Friday, April 6, 2012

A Pagan Looks at Easter

We live in a time and place where Christianity is deeply embedded in our culture. Even if we are happily committed to Paganism and to the old gods and goddesses – and I am – at some point we have to stop ignoring the religious elephant in the room and figure out what we believe about Jesus. Not whether we accept the religious propositions of orthodox Christianity (we don’t, or we wouldn’t be Pagans), but who and what Jesus is and what Easter means from a Pagan perspective.

Was Jesus a historical person? Almost certainly. There are those who claim he was completely fabricated, but while the accounts of his life were not written soon enough after his death to be an accurate preservation of his words, they were close enough to his life to make it highly probable there was a Jewish prophet and teacher called Jesus.

Is Jesus God? That’s the wrong question to ask a polytheist. Instead ask “is Jesus a god?” And that answer is an unqualified “yes”. Even if Jesus wasn’t born a god he has certainly been deified by two thousand years of worship, praise, and prayers.

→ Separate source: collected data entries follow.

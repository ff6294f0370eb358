use std::sync::Arc;

use tracing::debug;

use crate::{
    error::Result,
    sql::{
        executor::{Delete, Executor, Insert, ResultSet, Select, Update},
        parser::Parser,
        types::Filter,
    },
    storage::{
        cache::TableCache,
        source::{FileSource, Source},
        table::Table,
    },
};

/// Executes statements against tables obtained from a shared `TableCache`
pub struct QueryEngine<S: Source = FileSource> {
    cache: Arc<TableCache<S>>,
}

impl<S: Source> Clone for QueryEngine<S> {
    fn clone(&self) -> Self {
        Self {
            cache: self.cache.clone(),
        }
    }
}

impl<S: Source> QueryEngine<S> {
    pub fn new(cache: Arc<TableCache<S>>) -> Self {
        Self { cache }
    }

    pub fn cache(&self) -> &Arc<TableCache<S>> {
        &self.cache
    }

    /// Parses and executes one statement.
    ///
    /// Blocks while a WAIT query has nothing to act on.
    pub fn execute(&self, sql: &str) -> Result<ResultSet> {
        let stmt = Parser::new(sql).parse()?;
        debug!(?stmt, "executing");
        let Some(source) = stmt.source() else {
            return self.save();
        };
        let table = self.cache.resolve(source)?;
        <dyn Executor>::build(stmt, &table)?.execute(&table)
    }

    /// Rows matching `filter` (all rows when None), projected to `columns`
    /// (`*` for all). With `wait`, blocks until at least one row matches.
    pub fn select(
        &self,
        table: &Table,
        wait: bool,
        columns: &[String],
        filter: Option<Filter>,
    ) -> Result<ResultSet> {
        Select::new(table, columns, filter, wait)?.execute(table)
    }

    /// Sets `columns` to `values` in every row matching `filter`. With `wait`,
    /// blocks until at least one row matches.
    pub fn update(
        &self,
        table: &Table,
        wait: bool,
        columns: &[String],
        values: &[String],
        filter: Option<Filter>,
    ) -> Result<ResultSet> {
        Update::new(table, columns, values, filter, wait)?.execute(table)
    }

    /// Not implemented; always `Unsupported`
    pub fn insert(
        &self,
        table: &Table,
        _wait: bool,
        _columns: &[String],
        _values: &[String],
    ) -> Result<ResultSet> {
        Insert::new().execute(table)
    }

    /// Not implemented; always `Unsupported`
    pub fn delete(&self, table: &Table, _wait: bool, _filter: Option<Filter>) -> Result<ResultSet> {
        Delete::new().execute(table)
    }

    /// Writes the most recently used table back to its source
    pub fn save(&self) -> Result<ResultSet> {
        let source = self.cache.save_recent()?;
        Ok(ResultSet::Save { source })
    }

    /// Cancels parked WAIT queries and refuses new ones
    pub fn shutdown(&self) -> Result<()> {
        self.cache.close()
    }
}
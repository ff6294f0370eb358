use std::{
    io::{self, BufRead},
    path::PathBuf,
    sync::Arc,
};

use clap::{Arg, ArgAction, Command, value_parser};
use csvdb::{
    error::Result,
    server::{ConnectionServer, ServerConfig},
    sql::engine::QueryEngine,
    storage::{cache::TableCache, source::FileSource},
};
use tracing::info;
use tracing_subscriber::{EnvFilter, fmt};

fn main() -> Result<()> {
    let matches = Command::new("csvdb")
        .about("In-memory CSV table store with blocking queries, served over HTTP")
        .subcommand_required(true)
        .subcommand(
            Command::new("serve")
                .about("Accept queries at /sql-air?query=... and serve static files")
                .arg(
                    Arg::new("listen")
                        .long("listen")
                        .value_name("ADDR")
                        .default_value("127.0.0.1:8080")
                        .help("Listen address"),
                )
                .arg(
                    Arg::new("max-workers")
                        .long("max-workers")
                        .value_name("N")
                        .value_parser(value_parser!(usize))
                        .default_value("20")
                        .help("Maximum number of connections handled at once"),
                )
                .arg(
                    Arg::new("root")
                        .long("root")
                        .value_name("DIR")
                        .value_parser(value_parser!(PathBuf))
                        .default_value(".")
                        .help("Directory static files are served from"),
                ),
        )
        .subcommand(
            Command::new("run")
                .about("Execute statements from the arguments, or line by line from stdin")
                .arg(
                    Arg::new("execute")
                        .short('e')
                        .long("execute")
                        .value_name("STATEMENT")
                        .action(ArgAction::Append)
                        .help("Statement to execute (repeatable)"),
                ),
        )
        .get_matches();

    let filter = EnvFilter::try_from_default_env().unwrap_or_else(|_| EnvFilter::new("info"));
    fmt().with_env_filter(filter).with_writer(io::stderr).init();

    let engine = QueryEngine::new(Arc::new(TableCache::new(FileSource::new())));

    match matches.subcommand() {
        Some(("serve", args)) => {
            let config = ServerConfig {
                addr: args.get_one::<String>("listen").cloned().unwrap_or_default(),
                max_workers: args.get_one::<usize>("max-workers").copied().unwrap_or(1),
                doc_root: args.get_one::<PathBuf>("root").cloned().unwrap_or_default(),
            };
            ConnectionServer::bind(config, engine)?.run()
        }
        Some(("run", args)) => match args.get_many::<String>("execute") {
            Some(statements) => {
                for sql in statements {
                    run(&engine, sql);
                }
                Ok(())
            }
            None => {
                info!("reading statements from stdin");
                for line in io::stdin().lock().lines() {
                    let line = line?;
                    if !line.trim().is_empty() {
                        run(&engine, &line);
                    }
                }
                Ok(())
            }
        },
        _ => Ok(()),
    }
}

/// Prints the result, or the error in the same form the server sends it
fn run(engine: &QueryEngine, sql: &str) {
    match engine.execute(sql) {
        Ok(result) => print!("{}", result),
        Err(err) => println!("Error: {}", err),
    }
}
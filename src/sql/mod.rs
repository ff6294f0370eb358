//! Statement processing
//!
//! This module provides:
//! - `parser`: statement lexer and parser
//! - `types`: row values, comparators and filters
//! - `executor`: select and update execution, including the wait/retry loop
//! - `engine`: the query engine tying the parser, cache and executors together

pub mod engine;
pub mod executor;
pub mod parser;
pub mod types;
//! PNG container I/O for PNGine: chunk framing, CRC-32, DEFLATE, an RGBA
//! encoder, and embed/extract of the `pNGb`/`pNGr` ancillary chunks that
//! carry compiled bytecode and an optional embedded runtime.
//!
//! This crate only ever produces PNGs (via [`encoder::encode`]) and reads
//! back its own ancillary chunks; it is not a general-purpose PNG decoder.

pub mod ancillary;
pub mod chunk;
pub mod crc;
pub mod deflate;
pub mod encoder;
mod error;

pub use ancillary::{
    embed_pngb, embed_pngr, extract_pngb, extract_pngr, get_pngb_info, get_pngr_info, has_pngb,
    has_pngr, PayloadInfo, PNGB_CHUNK_TYPE, PNGR_CHUNK_TYPE,
};
pub use chunk::{chunk_size, parse_chunks, write_chunk, Chunk, ChunkIter, PNG_SIGNATURE};
pub use crc::{crc32, crc32_chunk, Crc32};
pub use deflate::{deflate_raw_compress, deflate_raw_decompress, zlib_compress, zlib_decompress};
pub use encoder::{encode, encode_bgra};
pub use error::{Error, Result};
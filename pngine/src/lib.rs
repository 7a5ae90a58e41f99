//! The PNGine facade: re-exports the container/module/dispatcher crates
//! under one name and implements the host-facing `Animation`/`Runtime` API
//! from `spec.md` §6.5 against the dispatcher's mock `GpuBackend`, the way
//! a host embedding PNGine actually wires the three subsystems together.

pub mod animation;
pub mod config;
mod error;
pub mod host_api;
pub mod runtime;

pub use animation::Animation;
pub use config::{PowerPreference, RuntimeConfig};
pub use error::{message_for_code, Error, Result};
pub use runtime::Runtime;

pub use pngine_container as container;
pub use pngine_dispatcher as dispatcher;
pub use pngine_module as module;
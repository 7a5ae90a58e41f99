use thiserror::Error;

/// The closed error taxonomy for decoding and validating a PNGB module.
#[derive(Debug, Error, Clone, PartialEq, Eq)]
pub enum Error {
    #[error("module is below the 40-byte header size")]
    UnexpectedEof,

    #[error("bad magic bytes: expected `PNGB`, found {0:?}")]
    InvalidMagic([u8; 4]),

    #[error("unsupported module version {0}, expected 5")]
    UnsupportedVersion(u32),

    #[error("section {section} offset/length {offset}+{length} exceeds module size {module_len}")]
    SectionOutOfBounds {
        section: &'static str,
        offset: u32,
        length: u32,
        module_len: usize,
    },

    #[error("varint overflows target width")]
    VarintOverflow,

    #[error("varint is truncated (missing continuation terminator)")]
    VarintTruncated,

    #[error("string table entry {0} is not valid UTF-8")]
    InvalidUtf8(u16),

    #[error("string id {0} is out of range (table has {1} entries)")]
    StringIdOutOfRange(u16, u16),

    #[error("data blob id {0} is out of range (table has {1} entries)")]
    DataIdOutOfRange(u16, u16),

    #[error("uniform field offset+size ({offset}+{size}) exceeds binding total_size {total_size}")]
    UniformFieldOutOfRange {
        offset: u32,
        size: u32,
        total_size: u32,
    },

    #[error("descriptor blob is malformed: {0}")]
    InvalidDescriptor(&'static str),

    #[error("opcode byte {0:#04x} is not a recognized opcode")]
    UnknownOpcode(u8),

    #[error("optional-operand presence flag {0} is neither 0 (absent) nor 1 (present)")]
    InvalidPresenceFlag(u8),

    #[error("module is not replayable: {0}")]
    InvalidModule(&'static str),
}

pub type Result<T> = std::result::Result<T, Error>;
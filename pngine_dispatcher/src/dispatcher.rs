//! The opcode executor: decodes a named frame's instruction range against a
//! `GpuBackend`, enforcing the pass-state discipline from `spec.md` §4.7 and
//! updating diagnostics. Grounded on `nannou_isf::pipeline::IsfPipeline`'s
//! role as the thing that walks a compiled representation and drives `wgpu`
//! calls frame by frame.

use std::collections::HashMap;
use std::sync::Arc;

use pngine_module::{BytecodeCursor, Module, Opcode, Operand};

use crate::backend::{BindGroupLayoutDescriptor, ComputePassDescriptor, GpuBackend};
use crate::descriptors;
use crate::diagnostics::Diagnostics;
use crate::error::{Error, Result};
use crate::pass::PassContext;
use crate::resources::ResourceTable;
use crate::scene_time::SceneTime;

struct Tables<B: GpuBackend> {
    buffers: ResourceTable<B::BufferHandle>,
    textures: ResourceTable<B::TextureHandle>,
    texture_views: ResourceTable<B::TextureViewHandle>,
    samplers: ResourceTable<B::SamplerHandle>,
    shader_modules: ResourceTable<B::ShaderModuleHandle>,
    bind_group_layouts: ResourceTable<B::BindGroupLayoutHandle>,
    pipeline_layouts: ResourceTable<B::PipelineLayoutHandle>,
    bind_groups: ResourceTable<B::BindGroupHandle>,
    render_pipelines: ResourceTable<B::RenderPipelineHandle>,
    compute_pipelines: ResourceTable<B::ComputePipelineHandle>,
    query_sets: ResourceTable<B::QuerySetHandle>,
    render_bundles: ResourceTable<B::RenderBundleHandle>,
    image_bitmaps: ResourceTable<B::ImageBitmapHandle>,
}

impl<B: GpuBackend> Tables<B> {
    fn new() -> Self {
        Tables {
            buffers: ResourceTable::new("buffer"),
            textures: ResourceTable::new("texture"),
            texture_views: ResourceTable::new("texture_view"),
            samplers: ResourceTable::new("sampler"),
            shader_modules: ResourceTable::new("shader_module"),
            bind_group_layouts: ResourceTable::new("bind_group_layout"),
            pipeline_layouts: ResourceTable::new("pipeline_layout"),
            bind_groups: ResourceTable::new("bind_group"),
            render_pipelines: ResourceTable::new("render_pipeline"),
            compute_pipelines: ResourceTable::new("compute_pipeline"),
            query_sets: ResourceTable::new("query_set"),
            render_bundles: ResourceTable::new("render_bundle"),
            image_bitmaps: ResourceTable::new("image_bitmap"),
        }
    }
}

What about his miracles? I practice magic – I’m not about to dismiss miracles out of hand. If the past hundred years or so has taught us anything, it’s that much of what was miraculous for one generation becomes understandable for the next generation and ordinary for the third. Still, my experience with magic is that while it can do the improbable, it cannot do the impossible. More importantly, the stories of Jesus’ miracles are like any myths: their value isn’t as a historical record, but rather for their meaning and inspiration.

What did Jesus teach? We don’t know for sure, despite to what the biblical inerrantists would have you believe. But the value of any teaching isn’t dependent on who said it, it’s dependent on whether or not it’s meaningful and helpful. “Love God and love your neighbors” is a good idea no matter who said it. Taking care of the sick and the poor is a good idea no matter who said it. The Prodigal Son is a helpful story no matter who told it. You could do far worse than to live your life according to the teachings of Jesus as presented in the gospels, even if you can’t be sure what Jesus actually said.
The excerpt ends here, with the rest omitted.